Mais les amateurs de la tomate motorisée seront sans doute bien tristes d’apprendre -s’ils ne le savaient déjà- que PMG détestait plus encore « 537 ONN » qu’il jugeait moche, d’apparence puérile et totalement irréaliste pour une paire de flics supposée agir « undercover ». Une aversion qui se traduisit par un bullying constant à l’égard de la pauvre auto, que l’acteur s’évertuait à jeter sur les bordures de trottoir à la première occasion. Les spotteurs attentifs de la série repèreront d’ailleurs que les stigmates de ce rudoiement intensif sont visibles en certains épisodes, la production n’ayant pas toujours eu le temps de les réparer entre les différentes prises de vue.

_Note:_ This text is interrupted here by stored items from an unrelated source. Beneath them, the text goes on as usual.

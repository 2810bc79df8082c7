use std::cmp::Ordering;
use std::sync::Arc;
use xxhash_rust::xxh64::xxh64;

use super::{TypeCategory, TypeExtension};
use crate::error::{Error, Result};
use crate::function::{Arg, NativeFunction, Signature};
use crate::operator::{OperatorKind, ScalarOperator};
use crate::types::{Datum, NativeType};

/// Hash of a null position
const NULL_HASH_CODE: i64 = 0;

/// Native scalar whose operators are generated by [`scalar_operators`]
trait NativeScalar: Sized + Send + Sync + 'static {
    const NATIVE: NativeType;

    fn read(datum: &Datum) -> Result<Self>;

    fn equal(&self, other: &Self) -> bool;

    fn not_distinct(&self, other: &Self) -> bool {
        self.equal(other)
    }

    fn hash_code(&self) -> i64;

    fn xx_hash64(&self) -> i64;

    /// Total order; `nan_last` decides where unordered values sort
    fn compare(&self, other: &Self, nan_last: bool) -> Ordering;

    fn less_than(&self, other: &Self) -> bool {
        self.compare(other, true) == Ordering::Less
    }

    fn less_than_or_equal(&self, other: &Self) -> bool {
        self.compare(other, true) != Ordering::Greater
    }
}

fn wrong_native(expected: NativeType, datum: &Datum) -> Error {
    Error::InvalidArgument(format!("expected {} value, got {:?}", expected, datum))
}

impl NativeScalar for i64 {
    const NATIVE: NativeType = NativeType::Long;

    fn read(datum: &Datum) -> Result<Self> {
        datum.as_long().ok_or_else(|| wrong_native(Self::NATIVE, datum))
    }

    fn equal(&self, other: &Self) -> bool {
        self == other
    }

    fn hash_code(&self) -> i64 {
        long_hash(*self)
    }

    fn xx_hash64(&self) -> i64 {
        xxh64(&self.to_le_bytes(), 0) as i64
    }

    fn compare(&self, other: &Self, _nan_last: bool) -> Ordering {
        self.cmp(other)
    }
}

impl NativeScalar for f64 {
    const NATIVE: NativeType = NativeType::Double;

    fn read(datum: &Datum) -> Result<Self> {
        datum.as_double().ok_or_else(|| wrong_native(Self::NATIVE, datum))
    }

    fn equal(&self, other: &Self) -> bool {
        self == other
    }

    fn not_distinct(&self, other: &Self) -> bool {
        (self.is_nan() && other.is_nan()) || self == other
    }

    fn hash_code(&self) -> i64 {
        long_hash(canonical_bits(*self))
    }

    fn xx_hash64(&self) -> i64 {
        xxh64(&canonical_bits(*self).to_le_bytes(), 0) as i64
    }

    fn compare(&self, other: &Self, nan_last: bool) -> Ordering {
        match (self.is_nan(), other.is_nan()) {
            (true, true) => Ordering::Equal,
            (true, false) if nan_last => Ordering::Greater,
            (true, false) => Ordering::Less,
            (false, true) if nan_last => Ordering::Less,
            (false, true) => Ordering::Greater,
            (false, false) => self.partial_cmp(other).unwrap_or(Ordering::Equal),
        }
    }

    // NaN is never less than anything
    fn less_than(&self, other: &Self) -> bool {
        self < other
    }

    fn less_than_or_equal(&self, other: &Self) -> bool {
        self <= other
    }
}

impl NativeScalar for bool {
    const NATIVE: NativeType = NativeType::Boolean;

    fn read(datum: &Datum) -> Result<Self> {
        datum.as_bool().ok_or_else(|| wrong_native(Self::NATIVE, datum))
    }

    fn equal(&self, other: &Self) -> bool {
        self == other
    }

    fn hash_code(&self) -> i64 {
        if *self { 1231 } else { 1237 }
    }

    fn xx_hash64(&self) -> i64 {
        xxh64(&[*self as u8], 0) as i64
    }

    fn compare(&self, other: &Self, _nan_last: bool) -> Ordering {
        self.cmp(other)
    }
}

impl NativeScalar for Arc<[u8]> {
    const NATIVE: NativeType = NativeType::Slice;

    fn read(datum: &Datum) -> Result<Self> {
        datum
            .as_slice()
            .cloned()
            .ok_or_else(|| wrong_native(Self::NATIVE, datum))
    }

    fn equal(&self, other: &Self) -> bool {
        self[..] == other[..]
    }

    fn hash_code(&self) -> i64 {
        self.xx_hash64()
    }

    fn xx_hash64(&self) -> i64 {
        xxh64(self, 0) as i64
    }

    fn compare(&self, other: &Self, _nan_last: bool) -> Ordering {
        self[..].cmp(&other[..])
    }
}

fn long_hash(value: i64) -> i64 {
    value
        .wrapping_mul(0xC2B2AE3D27D4EB4Fu64 as i64)
        .rotate_left(31)
        .wrapping_mul(0x9E3779B185EBCA87u64 as i64)
}

/// Bits of a double with -0.0 folded into 0.0 and every NaN folded into one
fn canonical_bits(value: f64) -> i64 {
    if value == 0.0 {
        0
    } else if value.is_nan() {
        f64::NAN.to_bits() as i64
    } else {
        value.to_bits() as i64
    }
}

fn never_null<T: NativeScalar>(arg: &Arg<'_>) -> Result<T> {
    T::read(arg.datum()?)
}

fn boxed<T: NativeScalar>(arg: &Arg<'_>) -> Result<Option<T>> {
    arg.boxed()?.map(T::read).transpose()
}

/// Value of a BLOCK_POSITION pair, None when the position is null
fn at_position<T: NativeScalar>(block: &Arg<'_>, position: &Arg<'_>) -> Result<Option<T>> {
    let block = block.block()?;
    let position = position.position()?;
    if block.is_null(position) {
        return Ok(None);
    }
    block
        .value(position)
        .ok_or_else(|| Error::InvalidArgument(format!("position {} is out of range", position)))
        .and_then(T::read)
        .map(Some)
}

fn non_null_at<T: NativeScalar>(block: &Arg<'_>, position: &Arg<'_>) -> Result<T> {
    at_position(block, position)?
        .ok_or_else(|| Error::InvalidArgument("unexpected null position".into()))
}

fn ordering(ordering: Ordering) -> Datum {
    Datum::Long(match ordering {
        Ordering::Less => -1,
        Ordering::Equal => 0,
        Ordering::Greater => 1,
    })
}

fn distinct<T: NativeScalar>(left: Option<T>, right: Option<T>) -> bool {
    match (left, right) {
        (None, None) => false,
        (Some(l), Some(r)) => !l.not_distinct(&r),
        _ => true,
    }
}

/// The standard operator set for a scalar native type, offered in the
/// conventions the engine calls most: plain values for interpreted code and
/// block positions for vectorized loops.
fn scalar_operators<T: NativeScalar>(type_name: &str) -> Vec<ScalarOperator> {
    let native = T::NATIVE;
    let boolean = || Signature::returning(NativeType::Boolean.native());
    let long = || Signature::returning(NativeType::Long.native());
    let name = |operator: &str| format!("{}_{}", type_name, operator);

    vec![
        ScalarOperator::new(
            OperatorKind::Equal,
            NativeFunction::new(name("equal"), boolean().value(native).value(native), |args| {
                let (left, right) = (never_null::<T>(&args[0])?, never_null::<T>(&args[1])?);
                Ok(Some(Datum::Boolean(left.equal(&right))))
            }),
        ),
        // null positions compare as unknown
        ScalarOperator::new(
            OperatorKind::Equal,
            NativeFunction::new(
                name("equal_block"),
                Signature::returning(NativeType::Boolean.boxed())
                    .nullable_return()
                    .block_position()
                    .block_position(),
                |args| {
                    let left = at_position::<T>(&args[0], &args[1])?;
                    let right = at_position::<T>(&args[2], &args[3])?;
                    Ok(left.zip(right).map(|(l, r)| Datum::Boolean(l.equal(&r))))
                },
            ),
        ),
        ScalarOperator::new(
            OperatorKind::HashCode,
            NativeFunction::new(name("hash_code"), long().value(native), |args| {
                Ok(Some(Datum::Long(never_null::<T>(&args[0])?.hash_code())))
            }),
        ),
        ScalarOperator::new(
            OperatorKind::XxHash64,
            NativeFunction::new(name("xx_hash64"), long().value(native), |args| {
                Ok(Some(Datum::Long(never_null::<T>(&args[0])?.xx_hash64())))
            }),
        ),
        ScalarOperator::new(
            OperatorKind::XxHash64,
            NativeFunction::new(name("xx_hash64_block"), long().block_position(), |args| {
                let hash = at_position::<T>(&args[0], &args[1])?
                    .map_or(NULL_HASH_CODE, |v| v.xx_hash64());
                Ok(Some(Datum::Long(hash)))
            }),
        ),
        ScalarOperator::new(
            OperatorKind::IsDistinctFrom,
            NativeFunction::new(
                name("distinct_from"),
                boolean().nullable(native).nullable(native),
                |args| {
                    let (left, right) = (boxed::<T>(&args[0])?, boxed::<T>(&args[1])?);
                    Ok(Some(Datum::Boolean(distinct(left, right))))
                },
            ),
        ),
        ScalarOperator::new(
            OperatorKind::IsDistinctFrom,
            NativeFunction::new(
                name("distinct_from_block"),
                boolean().block_position().block_position(),
                |args| {
                    let left = at_position::<T>(&args[0], &args[1])?;
                    let right = at_position::<T>(&args[2], &args[3])?;
                    Ok(Some(Datum::Boolean(distinct(left, right))))
                },
            ),
        ),
        ScalarOperator::new(
            OperatorKind::Indeterminate,
            NativeFunction::new(
                name("indeterminate"),
                boolean().value_with_null_flag(native),
                |args| Ok(Some(Datum::Boolean(args[1].boolean()?))),
            ),
        ),
        ScalarOperator::new(
            OperatorKind::ComparisonUnorderedLast,
            NativeFunction::new(
                name("comparison_unordered_last"),
                long().value(native).value(native),
                |args| {
                    let (left, right) = (never_null::<T>(&args[0])?, never_null::<T>(&args[1])?);
                    Ok(Some(ordering(left.compare(&right, true))))
                },
            ),
        ),
        ScalarOperator::new(
            OperatorKind::ComparisonUnorderedLast,
            NativeFunction::new(
                name("comparison_unordered_last_block"),
                long().block_position().block_position(),
                |args| {
                    let left = non_null_at::<T>(&args[0], &args[1])?;
                    let right = non_null_at::<T>(&args[2], &args[3])?;
                    Ok(Some(ordering(left.compare(&right, true))))
                },
            ),
        ),
        ScalarOperator::new(
            OperatorKind::ComparisonUnorderedFirst,
            NativeFunction::new(
                name("comparison_unordered_first"),
                long().value(native).value(native),
                |args| {
                    let (left, right) = (never_null::<T>(&args[0])?, never_null::<T>(&args[1])?);
                    Ok(Some(ordering(left.compare(&right, false))))
                },
            ),
        ),
        ScalarOperator::new(
            OperatorKind::LessThan,
            NativeFunction::new(name("less_than"), boolean().value(native).value(native), |args| {
                let (left, right) = (never_null::<T>(&args[0])?, never_null::<T>(&args[1])?);
                Ok(Some(Datum::Boolean(left.less_than(&right))))
            }),
        ),
        ScalarOperator::new(
            OperatorKind::LessThanOrEqual,
            NativeFunction::new(
                name("less_than_or_equal"),
                boolean().value(native).value(native),
                |args| {
                    let (left, right) = (never_null::<T>(&args[0])?, never_null::<T>(&args[1])?);
                    Ok(Some(Datum::Boolean(left.less_than_or_equal(&right))))
                },
            ),
        ),
    ]
}

/// Built-in 64-bit integer type
pub struct BigintType;

impl TypeExtension for BigintType {
    fn type_name(&self) -> &str {
        "bigint"
    }

    fn native_type(&self) -> NativeType {
        NativeType::Long
    }

    fn type_category(&self) -> TypeCategory {
        TypeCategory::Numeric
    }

    fn operators(&self) -> Vec<ScalarOperator> {
        scalar_operators::<i64>(self.type_name())
    }
}

/// Built-in double precision type
pub struct DoubleType;

impl TypeExtension for DoubleType {
    fn type_name(&self) -> &str {
        "double"
    }

    fn native_type(&self) -> NativeType {
        NativeType::Double
    }

    fn type_category(&self) -> TypeCategory {
        TypeCategory::Numeric
    }

    fn operators(&self) -> Vec<ScalarOperator> {
        scalar_operators::<f64>(self.type_name())
    }
}

/// Built-in boolean type
pub struct BooleanType;

impl TypeExtension for BooleanType {
    fn type_name(&self) -> &str {
        "boolean"
    }

    fn native_type(&self) -> NativeType {
        NativeType::Boolean
    }

    fn type_category(&self) -> TypeCategory {
        TypeCategory::Boolean
    }

    fn operators(&self) -> Vec<ScalarOperator> {
        scalar_operators::<bool>(self.type_name())
    }
}

/// Built-in variable width string type
pub struct VarcharType;

impl TypeExtension for VarcharType {
    fn type_name(&self) -> &str {
        "varchar"
    }

    fn native_type(&self) -> NativeType {
        NativeType::Slice
    }

    fn type_category(&self) -> TypeCategory {
        TypeCategory::String
    }

    fn operators(&self) -> Vec<ScalarOperator> {
        scalar_operators::<Arc<[u8]>>(self.type_name())
    }
}

/// Register all built-in types
pub fn register_builtin_types(registry: &super::registry::TypeRegistry) -> Result<()> {
    registry.register(&BigintType)?;
    registry.register(&DoubleType)?;
    registry.register(&BooleanType)?;
    registry.register(&VarcharType)?;
    Ok(())
}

Sans doute le fait que William Blin -producteur de la série- n’eût pas d’autre choix que celui des voitures de Ford n’arrangea rien à l’affaire, puisqu’il dû renoncer à la Camaro cabriolet à laquelle il avait initialement pensé pour Starsky, modèle dont il avait gardé un excellent souvenir pour en avoir possédé un exemplaire quelques années auparavant. Mais il dû alors se plier aux impératifs de la Spelling-Goldberg Productions, laquelle était en contrat avec le constructeur de Dearborn. Un drôle de partenariat d’ailleurs, puisque la production de la Torino cessa en 1976, précisément l’année-millésime de la voiture de service de Starsky. Et un drôle de nom aussi, supposé rendre hommage -allez savoir pourquoi- à la « Detroit italienne ».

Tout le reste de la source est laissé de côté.